## About this exercise
In the entries below, count the lines that include the word "last" and reply with the number alone.

## Available data
Segment Open

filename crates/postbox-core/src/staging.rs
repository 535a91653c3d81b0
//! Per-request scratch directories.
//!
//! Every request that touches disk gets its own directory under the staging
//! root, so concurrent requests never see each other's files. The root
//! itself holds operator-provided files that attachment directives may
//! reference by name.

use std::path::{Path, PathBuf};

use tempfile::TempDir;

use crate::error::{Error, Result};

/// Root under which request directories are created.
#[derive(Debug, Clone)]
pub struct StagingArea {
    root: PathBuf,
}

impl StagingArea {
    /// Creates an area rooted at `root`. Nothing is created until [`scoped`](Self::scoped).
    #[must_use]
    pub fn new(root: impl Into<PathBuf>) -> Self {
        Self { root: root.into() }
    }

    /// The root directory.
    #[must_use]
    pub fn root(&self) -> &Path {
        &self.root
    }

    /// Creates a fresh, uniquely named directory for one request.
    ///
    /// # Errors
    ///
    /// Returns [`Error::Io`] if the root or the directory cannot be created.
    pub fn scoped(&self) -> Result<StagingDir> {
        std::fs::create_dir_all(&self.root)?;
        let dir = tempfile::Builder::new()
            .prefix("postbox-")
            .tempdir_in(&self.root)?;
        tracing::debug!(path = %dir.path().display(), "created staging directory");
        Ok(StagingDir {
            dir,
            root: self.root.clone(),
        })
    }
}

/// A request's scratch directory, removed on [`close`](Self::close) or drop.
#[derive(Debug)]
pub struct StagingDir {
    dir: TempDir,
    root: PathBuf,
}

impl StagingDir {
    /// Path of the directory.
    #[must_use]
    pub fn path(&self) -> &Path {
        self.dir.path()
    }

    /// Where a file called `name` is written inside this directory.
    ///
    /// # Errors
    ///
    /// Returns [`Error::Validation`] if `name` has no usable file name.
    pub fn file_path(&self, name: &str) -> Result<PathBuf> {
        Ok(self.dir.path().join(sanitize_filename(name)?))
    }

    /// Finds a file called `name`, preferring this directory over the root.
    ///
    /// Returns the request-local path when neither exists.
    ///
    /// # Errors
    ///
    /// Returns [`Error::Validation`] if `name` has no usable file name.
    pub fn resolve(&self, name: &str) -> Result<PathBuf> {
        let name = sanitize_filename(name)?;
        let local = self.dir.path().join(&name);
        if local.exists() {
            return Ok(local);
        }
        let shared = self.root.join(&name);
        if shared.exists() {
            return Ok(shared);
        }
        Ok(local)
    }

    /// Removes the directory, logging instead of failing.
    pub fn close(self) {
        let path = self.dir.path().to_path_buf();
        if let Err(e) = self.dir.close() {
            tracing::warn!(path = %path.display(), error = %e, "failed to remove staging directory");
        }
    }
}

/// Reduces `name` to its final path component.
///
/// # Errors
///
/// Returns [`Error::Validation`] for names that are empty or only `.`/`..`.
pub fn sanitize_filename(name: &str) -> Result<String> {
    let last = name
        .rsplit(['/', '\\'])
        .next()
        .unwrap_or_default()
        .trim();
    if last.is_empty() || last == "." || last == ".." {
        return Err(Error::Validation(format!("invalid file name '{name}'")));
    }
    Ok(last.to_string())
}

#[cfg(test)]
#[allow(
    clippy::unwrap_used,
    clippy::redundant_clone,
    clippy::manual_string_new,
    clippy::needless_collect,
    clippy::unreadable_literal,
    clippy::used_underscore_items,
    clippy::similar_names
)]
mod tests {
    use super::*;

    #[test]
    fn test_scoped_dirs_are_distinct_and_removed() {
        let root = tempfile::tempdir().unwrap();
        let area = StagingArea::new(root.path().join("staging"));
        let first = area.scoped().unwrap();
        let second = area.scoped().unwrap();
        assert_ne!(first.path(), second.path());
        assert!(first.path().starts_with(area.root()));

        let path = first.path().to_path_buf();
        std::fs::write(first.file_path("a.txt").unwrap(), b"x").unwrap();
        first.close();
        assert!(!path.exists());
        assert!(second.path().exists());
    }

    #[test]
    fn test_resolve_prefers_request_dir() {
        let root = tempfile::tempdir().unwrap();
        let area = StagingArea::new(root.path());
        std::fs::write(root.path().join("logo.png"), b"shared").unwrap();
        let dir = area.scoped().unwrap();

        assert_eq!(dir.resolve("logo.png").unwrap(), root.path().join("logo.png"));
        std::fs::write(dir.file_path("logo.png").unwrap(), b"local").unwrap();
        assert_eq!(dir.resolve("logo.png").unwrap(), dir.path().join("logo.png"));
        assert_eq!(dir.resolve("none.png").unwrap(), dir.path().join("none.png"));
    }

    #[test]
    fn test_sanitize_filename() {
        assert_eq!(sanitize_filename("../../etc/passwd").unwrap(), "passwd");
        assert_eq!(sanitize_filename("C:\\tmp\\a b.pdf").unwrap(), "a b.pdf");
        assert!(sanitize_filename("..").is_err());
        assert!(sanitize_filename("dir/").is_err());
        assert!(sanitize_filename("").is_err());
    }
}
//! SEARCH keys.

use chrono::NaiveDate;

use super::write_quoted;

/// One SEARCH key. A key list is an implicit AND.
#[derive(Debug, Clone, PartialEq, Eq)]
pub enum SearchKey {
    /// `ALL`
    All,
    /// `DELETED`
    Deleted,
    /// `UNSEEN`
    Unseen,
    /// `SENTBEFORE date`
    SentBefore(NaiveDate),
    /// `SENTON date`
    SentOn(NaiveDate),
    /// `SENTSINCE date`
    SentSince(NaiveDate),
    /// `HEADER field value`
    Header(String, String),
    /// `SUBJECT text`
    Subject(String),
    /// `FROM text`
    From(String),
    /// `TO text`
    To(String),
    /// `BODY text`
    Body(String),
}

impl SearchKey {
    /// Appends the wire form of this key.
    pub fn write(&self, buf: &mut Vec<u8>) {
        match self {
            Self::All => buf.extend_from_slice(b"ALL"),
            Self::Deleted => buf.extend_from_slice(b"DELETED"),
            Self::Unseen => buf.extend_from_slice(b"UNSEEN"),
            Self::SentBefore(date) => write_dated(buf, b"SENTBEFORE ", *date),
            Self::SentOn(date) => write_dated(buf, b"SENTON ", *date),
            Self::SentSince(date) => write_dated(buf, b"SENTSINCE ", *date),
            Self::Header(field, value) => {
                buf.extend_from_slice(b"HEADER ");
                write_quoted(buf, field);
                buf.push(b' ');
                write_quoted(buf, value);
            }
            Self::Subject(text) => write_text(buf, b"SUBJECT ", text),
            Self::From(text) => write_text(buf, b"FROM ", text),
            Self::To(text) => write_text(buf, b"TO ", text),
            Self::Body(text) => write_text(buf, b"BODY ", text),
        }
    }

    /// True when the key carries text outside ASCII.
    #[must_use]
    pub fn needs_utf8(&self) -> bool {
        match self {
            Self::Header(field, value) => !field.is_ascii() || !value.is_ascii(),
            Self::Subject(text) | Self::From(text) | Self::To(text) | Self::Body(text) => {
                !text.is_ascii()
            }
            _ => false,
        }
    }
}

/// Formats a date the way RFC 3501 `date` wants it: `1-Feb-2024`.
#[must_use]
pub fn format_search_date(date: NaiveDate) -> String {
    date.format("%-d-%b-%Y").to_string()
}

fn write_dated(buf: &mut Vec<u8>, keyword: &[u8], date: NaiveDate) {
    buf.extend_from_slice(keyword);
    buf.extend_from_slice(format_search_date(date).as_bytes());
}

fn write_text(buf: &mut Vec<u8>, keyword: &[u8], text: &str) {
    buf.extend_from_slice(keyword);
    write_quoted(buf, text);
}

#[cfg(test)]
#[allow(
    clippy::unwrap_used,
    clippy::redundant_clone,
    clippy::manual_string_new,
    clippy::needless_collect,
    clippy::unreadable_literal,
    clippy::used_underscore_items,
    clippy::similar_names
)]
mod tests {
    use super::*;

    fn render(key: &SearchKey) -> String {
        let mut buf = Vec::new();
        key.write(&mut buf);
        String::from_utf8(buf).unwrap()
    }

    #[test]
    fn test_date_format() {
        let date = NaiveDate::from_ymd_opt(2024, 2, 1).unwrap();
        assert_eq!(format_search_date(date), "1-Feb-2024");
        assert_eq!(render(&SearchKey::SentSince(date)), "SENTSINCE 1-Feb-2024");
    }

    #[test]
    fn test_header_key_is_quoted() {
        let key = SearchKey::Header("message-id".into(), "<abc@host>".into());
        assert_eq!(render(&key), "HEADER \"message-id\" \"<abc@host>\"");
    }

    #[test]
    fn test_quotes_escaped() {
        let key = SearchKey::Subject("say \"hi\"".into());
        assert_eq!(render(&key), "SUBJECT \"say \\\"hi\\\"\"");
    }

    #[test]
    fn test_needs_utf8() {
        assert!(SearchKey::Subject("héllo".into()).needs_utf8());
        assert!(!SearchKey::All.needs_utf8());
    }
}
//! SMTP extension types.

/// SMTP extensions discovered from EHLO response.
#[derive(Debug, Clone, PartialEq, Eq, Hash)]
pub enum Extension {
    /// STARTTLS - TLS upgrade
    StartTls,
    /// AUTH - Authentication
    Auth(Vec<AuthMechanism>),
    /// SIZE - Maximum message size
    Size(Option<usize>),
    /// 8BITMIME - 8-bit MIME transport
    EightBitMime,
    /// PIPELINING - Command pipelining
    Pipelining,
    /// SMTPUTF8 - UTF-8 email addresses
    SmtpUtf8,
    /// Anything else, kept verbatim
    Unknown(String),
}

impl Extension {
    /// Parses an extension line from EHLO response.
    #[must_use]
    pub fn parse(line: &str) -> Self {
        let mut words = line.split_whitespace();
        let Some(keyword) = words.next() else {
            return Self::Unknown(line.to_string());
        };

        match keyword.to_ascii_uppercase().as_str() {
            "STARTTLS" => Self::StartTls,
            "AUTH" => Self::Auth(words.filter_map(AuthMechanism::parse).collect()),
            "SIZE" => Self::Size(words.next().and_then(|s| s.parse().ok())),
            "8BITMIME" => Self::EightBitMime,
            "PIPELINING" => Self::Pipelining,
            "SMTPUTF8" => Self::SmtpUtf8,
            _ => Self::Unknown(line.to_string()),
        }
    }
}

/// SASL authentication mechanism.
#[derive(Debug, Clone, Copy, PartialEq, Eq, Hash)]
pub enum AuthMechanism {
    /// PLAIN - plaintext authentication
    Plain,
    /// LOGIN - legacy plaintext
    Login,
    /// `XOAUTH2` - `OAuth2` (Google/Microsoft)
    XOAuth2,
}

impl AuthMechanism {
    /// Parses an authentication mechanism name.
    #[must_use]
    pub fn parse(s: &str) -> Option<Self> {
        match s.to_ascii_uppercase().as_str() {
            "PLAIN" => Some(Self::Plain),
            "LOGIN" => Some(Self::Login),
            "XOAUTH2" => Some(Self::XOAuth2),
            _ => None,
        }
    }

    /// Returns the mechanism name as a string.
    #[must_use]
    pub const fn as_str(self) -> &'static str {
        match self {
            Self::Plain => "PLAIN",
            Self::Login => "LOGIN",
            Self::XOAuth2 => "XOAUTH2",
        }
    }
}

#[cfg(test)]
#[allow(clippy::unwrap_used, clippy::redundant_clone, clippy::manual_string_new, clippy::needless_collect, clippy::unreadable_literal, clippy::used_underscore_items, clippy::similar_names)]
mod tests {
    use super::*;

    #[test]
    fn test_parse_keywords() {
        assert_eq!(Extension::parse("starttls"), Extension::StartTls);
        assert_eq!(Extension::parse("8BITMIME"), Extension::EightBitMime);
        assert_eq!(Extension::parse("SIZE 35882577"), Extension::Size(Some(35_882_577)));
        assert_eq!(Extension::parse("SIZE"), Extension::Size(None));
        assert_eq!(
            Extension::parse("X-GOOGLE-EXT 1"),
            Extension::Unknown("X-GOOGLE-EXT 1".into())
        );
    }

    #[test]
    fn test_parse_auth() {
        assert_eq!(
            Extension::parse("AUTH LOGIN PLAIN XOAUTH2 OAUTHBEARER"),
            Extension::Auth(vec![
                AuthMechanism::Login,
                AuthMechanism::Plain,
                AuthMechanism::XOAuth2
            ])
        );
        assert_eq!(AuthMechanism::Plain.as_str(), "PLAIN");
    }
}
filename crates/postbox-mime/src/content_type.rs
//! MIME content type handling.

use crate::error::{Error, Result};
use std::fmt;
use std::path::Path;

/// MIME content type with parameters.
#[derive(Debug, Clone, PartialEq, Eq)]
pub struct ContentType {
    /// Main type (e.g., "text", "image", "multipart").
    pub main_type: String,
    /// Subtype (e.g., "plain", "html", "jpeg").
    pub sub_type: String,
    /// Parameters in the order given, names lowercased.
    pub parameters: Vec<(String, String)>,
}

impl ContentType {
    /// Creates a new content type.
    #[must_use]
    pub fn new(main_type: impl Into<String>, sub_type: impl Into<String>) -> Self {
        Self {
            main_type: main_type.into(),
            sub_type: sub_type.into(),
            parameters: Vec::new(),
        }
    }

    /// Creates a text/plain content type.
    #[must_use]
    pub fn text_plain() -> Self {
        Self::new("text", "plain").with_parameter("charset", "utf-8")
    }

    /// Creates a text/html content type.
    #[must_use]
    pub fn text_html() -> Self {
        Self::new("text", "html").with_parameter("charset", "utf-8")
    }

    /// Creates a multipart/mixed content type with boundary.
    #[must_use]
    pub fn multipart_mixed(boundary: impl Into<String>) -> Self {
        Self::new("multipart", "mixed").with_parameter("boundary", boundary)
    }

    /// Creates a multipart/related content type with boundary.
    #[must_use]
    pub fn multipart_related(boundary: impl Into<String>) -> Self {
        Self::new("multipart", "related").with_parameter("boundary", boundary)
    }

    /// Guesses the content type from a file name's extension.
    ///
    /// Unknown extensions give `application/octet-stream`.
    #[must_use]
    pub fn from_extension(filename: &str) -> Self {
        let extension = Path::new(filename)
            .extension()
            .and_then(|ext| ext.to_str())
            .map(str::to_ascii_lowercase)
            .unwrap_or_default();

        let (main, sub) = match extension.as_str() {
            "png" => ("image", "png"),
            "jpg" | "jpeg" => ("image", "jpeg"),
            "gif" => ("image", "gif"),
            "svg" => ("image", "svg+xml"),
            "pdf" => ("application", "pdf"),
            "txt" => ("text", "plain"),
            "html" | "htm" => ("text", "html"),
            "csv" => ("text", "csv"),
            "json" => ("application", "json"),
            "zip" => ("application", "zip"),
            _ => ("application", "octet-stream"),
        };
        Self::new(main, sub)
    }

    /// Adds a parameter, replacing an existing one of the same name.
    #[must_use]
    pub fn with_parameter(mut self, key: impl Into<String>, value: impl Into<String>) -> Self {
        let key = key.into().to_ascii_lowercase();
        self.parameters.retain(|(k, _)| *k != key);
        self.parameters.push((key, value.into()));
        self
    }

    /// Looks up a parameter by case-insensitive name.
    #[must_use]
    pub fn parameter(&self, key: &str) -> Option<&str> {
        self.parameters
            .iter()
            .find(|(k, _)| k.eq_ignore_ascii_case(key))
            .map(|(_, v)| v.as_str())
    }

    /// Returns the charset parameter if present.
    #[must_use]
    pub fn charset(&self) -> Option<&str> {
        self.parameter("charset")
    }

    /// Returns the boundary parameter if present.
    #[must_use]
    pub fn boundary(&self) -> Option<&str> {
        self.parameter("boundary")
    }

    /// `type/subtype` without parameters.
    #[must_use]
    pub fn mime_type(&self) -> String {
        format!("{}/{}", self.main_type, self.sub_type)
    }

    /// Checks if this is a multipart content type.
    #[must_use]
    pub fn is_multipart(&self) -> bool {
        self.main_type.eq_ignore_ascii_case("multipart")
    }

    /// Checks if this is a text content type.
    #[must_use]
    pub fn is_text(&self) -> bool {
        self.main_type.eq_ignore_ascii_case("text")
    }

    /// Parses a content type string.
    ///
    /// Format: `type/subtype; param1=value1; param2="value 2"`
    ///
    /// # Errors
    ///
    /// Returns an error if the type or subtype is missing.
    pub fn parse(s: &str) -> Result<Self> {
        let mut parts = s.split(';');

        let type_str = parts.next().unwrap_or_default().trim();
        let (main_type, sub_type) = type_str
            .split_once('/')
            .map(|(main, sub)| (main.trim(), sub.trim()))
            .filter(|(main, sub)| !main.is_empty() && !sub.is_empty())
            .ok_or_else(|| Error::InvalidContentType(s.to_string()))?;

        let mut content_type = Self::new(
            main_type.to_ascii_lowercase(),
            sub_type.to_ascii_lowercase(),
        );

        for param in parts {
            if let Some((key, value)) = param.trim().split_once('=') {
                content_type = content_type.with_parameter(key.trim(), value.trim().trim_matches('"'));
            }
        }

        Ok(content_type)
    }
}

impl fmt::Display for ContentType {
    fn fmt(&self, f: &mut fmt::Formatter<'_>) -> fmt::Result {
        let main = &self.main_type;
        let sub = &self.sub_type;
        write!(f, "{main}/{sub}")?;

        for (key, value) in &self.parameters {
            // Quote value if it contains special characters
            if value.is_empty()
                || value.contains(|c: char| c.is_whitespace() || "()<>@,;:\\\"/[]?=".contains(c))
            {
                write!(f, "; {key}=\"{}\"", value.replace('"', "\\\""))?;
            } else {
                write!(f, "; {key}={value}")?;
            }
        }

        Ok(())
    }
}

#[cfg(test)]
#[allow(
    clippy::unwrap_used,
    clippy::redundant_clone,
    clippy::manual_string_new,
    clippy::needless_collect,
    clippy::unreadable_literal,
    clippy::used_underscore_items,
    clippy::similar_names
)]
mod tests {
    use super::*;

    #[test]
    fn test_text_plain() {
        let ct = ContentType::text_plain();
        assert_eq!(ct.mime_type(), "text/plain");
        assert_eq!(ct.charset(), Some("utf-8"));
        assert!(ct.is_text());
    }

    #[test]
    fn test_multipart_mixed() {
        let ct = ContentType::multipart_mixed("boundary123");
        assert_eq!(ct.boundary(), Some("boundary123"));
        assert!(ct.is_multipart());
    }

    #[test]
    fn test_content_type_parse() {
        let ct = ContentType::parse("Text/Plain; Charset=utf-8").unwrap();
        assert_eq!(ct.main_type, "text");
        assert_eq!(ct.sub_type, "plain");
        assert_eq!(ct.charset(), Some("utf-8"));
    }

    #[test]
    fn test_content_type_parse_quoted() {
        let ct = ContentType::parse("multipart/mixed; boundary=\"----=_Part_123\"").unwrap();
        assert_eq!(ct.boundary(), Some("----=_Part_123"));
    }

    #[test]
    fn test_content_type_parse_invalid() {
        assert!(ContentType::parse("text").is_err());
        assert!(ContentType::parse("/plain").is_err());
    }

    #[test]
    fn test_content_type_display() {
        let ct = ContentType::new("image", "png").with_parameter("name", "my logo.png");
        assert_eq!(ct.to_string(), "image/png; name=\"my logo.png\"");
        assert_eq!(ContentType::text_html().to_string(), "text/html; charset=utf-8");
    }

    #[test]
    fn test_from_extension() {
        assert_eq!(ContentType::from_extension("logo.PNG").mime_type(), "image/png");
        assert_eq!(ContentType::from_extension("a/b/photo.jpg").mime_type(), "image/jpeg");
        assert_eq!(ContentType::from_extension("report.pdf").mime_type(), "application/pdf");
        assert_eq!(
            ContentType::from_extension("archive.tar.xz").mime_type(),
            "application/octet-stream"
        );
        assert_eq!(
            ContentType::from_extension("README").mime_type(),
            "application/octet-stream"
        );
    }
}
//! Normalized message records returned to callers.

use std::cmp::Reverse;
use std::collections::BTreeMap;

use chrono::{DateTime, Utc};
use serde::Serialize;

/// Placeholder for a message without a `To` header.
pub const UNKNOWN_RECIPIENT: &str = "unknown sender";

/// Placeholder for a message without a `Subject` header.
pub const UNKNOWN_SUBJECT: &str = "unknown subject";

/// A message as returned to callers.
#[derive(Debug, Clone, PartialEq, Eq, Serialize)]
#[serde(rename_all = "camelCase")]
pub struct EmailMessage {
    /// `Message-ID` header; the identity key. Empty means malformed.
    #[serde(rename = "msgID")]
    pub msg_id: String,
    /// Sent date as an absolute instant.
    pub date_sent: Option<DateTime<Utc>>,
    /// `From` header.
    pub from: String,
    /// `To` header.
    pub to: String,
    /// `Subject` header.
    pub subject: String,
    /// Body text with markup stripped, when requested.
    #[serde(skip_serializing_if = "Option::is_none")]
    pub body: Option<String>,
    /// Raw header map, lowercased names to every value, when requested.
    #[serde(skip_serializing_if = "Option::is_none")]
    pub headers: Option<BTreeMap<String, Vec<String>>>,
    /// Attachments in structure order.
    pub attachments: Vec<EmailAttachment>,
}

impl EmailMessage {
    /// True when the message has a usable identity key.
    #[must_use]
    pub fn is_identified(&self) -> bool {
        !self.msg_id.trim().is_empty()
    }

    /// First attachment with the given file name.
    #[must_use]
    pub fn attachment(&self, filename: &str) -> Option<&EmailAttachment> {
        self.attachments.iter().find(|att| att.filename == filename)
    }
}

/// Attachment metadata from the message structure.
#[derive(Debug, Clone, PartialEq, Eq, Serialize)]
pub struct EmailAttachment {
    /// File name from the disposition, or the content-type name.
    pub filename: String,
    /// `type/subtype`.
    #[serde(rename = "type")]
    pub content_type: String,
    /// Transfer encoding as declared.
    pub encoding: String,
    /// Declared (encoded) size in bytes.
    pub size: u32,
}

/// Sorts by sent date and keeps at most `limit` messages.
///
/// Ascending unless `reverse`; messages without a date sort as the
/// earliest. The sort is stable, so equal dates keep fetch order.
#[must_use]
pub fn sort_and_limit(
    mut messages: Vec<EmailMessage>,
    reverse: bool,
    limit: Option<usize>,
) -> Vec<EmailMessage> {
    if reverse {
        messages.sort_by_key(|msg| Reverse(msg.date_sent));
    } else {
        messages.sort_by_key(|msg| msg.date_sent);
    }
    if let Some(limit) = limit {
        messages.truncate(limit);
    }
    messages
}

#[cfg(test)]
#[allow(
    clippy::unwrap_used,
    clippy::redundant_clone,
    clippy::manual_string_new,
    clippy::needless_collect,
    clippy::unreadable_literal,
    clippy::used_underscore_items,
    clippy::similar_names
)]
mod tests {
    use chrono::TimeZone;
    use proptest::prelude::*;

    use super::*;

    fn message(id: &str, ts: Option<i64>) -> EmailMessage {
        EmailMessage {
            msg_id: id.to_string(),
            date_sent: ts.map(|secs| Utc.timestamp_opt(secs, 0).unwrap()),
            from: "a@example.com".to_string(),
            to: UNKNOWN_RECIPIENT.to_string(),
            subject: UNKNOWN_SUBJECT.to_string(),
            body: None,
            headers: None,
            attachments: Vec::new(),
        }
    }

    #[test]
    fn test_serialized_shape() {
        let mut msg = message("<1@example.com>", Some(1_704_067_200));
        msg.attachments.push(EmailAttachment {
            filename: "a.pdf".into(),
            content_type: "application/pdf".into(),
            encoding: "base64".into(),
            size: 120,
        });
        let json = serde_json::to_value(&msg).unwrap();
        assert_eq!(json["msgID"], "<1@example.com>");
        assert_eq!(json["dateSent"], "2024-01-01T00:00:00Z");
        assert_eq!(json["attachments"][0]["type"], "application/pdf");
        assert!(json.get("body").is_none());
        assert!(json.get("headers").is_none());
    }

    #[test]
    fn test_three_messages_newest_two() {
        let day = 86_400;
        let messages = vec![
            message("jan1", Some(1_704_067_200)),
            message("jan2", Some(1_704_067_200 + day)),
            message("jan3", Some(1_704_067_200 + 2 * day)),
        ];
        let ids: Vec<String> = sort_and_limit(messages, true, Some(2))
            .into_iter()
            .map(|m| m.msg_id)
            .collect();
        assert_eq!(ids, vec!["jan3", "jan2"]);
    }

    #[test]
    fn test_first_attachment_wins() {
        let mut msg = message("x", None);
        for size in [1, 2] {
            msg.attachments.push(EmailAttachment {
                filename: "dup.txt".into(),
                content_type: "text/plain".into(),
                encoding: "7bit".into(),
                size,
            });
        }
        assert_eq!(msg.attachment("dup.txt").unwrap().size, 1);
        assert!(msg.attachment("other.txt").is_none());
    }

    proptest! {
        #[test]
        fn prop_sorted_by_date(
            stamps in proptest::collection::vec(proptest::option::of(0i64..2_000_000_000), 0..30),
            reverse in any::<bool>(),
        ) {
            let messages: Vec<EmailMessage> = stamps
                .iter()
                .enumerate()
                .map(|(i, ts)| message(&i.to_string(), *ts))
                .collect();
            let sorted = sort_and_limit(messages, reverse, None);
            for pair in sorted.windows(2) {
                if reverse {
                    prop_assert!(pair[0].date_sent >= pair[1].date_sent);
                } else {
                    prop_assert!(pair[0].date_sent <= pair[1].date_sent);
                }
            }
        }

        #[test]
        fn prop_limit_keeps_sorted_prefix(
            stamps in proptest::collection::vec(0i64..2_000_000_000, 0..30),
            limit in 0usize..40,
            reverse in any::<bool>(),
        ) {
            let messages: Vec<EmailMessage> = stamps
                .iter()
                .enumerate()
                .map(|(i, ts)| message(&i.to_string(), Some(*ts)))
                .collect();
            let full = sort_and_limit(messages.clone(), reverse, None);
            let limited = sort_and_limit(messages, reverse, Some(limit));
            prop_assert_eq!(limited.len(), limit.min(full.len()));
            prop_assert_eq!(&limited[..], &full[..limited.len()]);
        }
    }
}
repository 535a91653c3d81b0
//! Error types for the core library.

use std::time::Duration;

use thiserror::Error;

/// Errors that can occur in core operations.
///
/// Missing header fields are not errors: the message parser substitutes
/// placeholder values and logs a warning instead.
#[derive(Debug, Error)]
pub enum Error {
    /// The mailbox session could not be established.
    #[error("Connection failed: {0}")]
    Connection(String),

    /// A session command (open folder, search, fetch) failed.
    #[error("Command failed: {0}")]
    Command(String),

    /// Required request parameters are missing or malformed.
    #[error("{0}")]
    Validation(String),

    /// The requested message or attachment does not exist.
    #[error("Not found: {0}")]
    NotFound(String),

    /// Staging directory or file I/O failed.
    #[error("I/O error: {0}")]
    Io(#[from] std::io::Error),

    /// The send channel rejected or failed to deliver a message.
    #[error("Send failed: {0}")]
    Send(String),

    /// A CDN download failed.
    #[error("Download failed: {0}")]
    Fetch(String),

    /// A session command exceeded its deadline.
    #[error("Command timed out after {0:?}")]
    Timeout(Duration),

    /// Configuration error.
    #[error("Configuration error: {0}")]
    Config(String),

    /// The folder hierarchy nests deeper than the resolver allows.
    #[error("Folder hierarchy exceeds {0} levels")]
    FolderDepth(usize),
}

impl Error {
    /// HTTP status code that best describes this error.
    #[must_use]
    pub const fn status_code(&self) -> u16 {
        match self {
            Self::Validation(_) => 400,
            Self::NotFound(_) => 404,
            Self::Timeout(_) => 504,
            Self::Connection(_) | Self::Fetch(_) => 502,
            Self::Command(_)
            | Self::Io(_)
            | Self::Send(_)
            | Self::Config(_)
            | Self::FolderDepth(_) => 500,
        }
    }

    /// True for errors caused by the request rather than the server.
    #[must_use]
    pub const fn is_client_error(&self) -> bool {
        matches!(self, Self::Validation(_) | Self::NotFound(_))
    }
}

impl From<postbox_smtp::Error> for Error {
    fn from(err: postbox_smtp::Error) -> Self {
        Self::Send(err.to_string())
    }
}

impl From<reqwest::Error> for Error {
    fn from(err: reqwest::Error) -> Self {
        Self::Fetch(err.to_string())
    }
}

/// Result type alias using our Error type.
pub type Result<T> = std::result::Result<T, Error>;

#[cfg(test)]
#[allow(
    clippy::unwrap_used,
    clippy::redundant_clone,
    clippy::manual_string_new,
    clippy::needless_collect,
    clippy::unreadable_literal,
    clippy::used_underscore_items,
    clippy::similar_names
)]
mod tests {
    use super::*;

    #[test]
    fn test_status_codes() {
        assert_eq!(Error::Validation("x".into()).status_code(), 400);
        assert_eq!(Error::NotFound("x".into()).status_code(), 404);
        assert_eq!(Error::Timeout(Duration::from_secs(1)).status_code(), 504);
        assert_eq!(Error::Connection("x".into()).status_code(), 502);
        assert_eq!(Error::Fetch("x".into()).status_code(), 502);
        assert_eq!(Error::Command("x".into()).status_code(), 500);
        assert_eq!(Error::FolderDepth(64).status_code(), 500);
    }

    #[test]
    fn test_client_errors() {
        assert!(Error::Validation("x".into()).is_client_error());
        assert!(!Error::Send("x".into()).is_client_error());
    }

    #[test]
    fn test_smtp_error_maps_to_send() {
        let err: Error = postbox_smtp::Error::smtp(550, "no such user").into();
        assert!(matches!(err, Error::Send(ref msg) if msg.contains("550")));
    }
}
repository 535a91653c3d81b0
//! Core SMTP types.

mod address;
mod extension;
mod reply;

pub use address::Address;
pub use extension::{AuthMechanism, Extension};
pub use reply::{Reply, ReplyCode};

Segment Closed

## Worked solution
3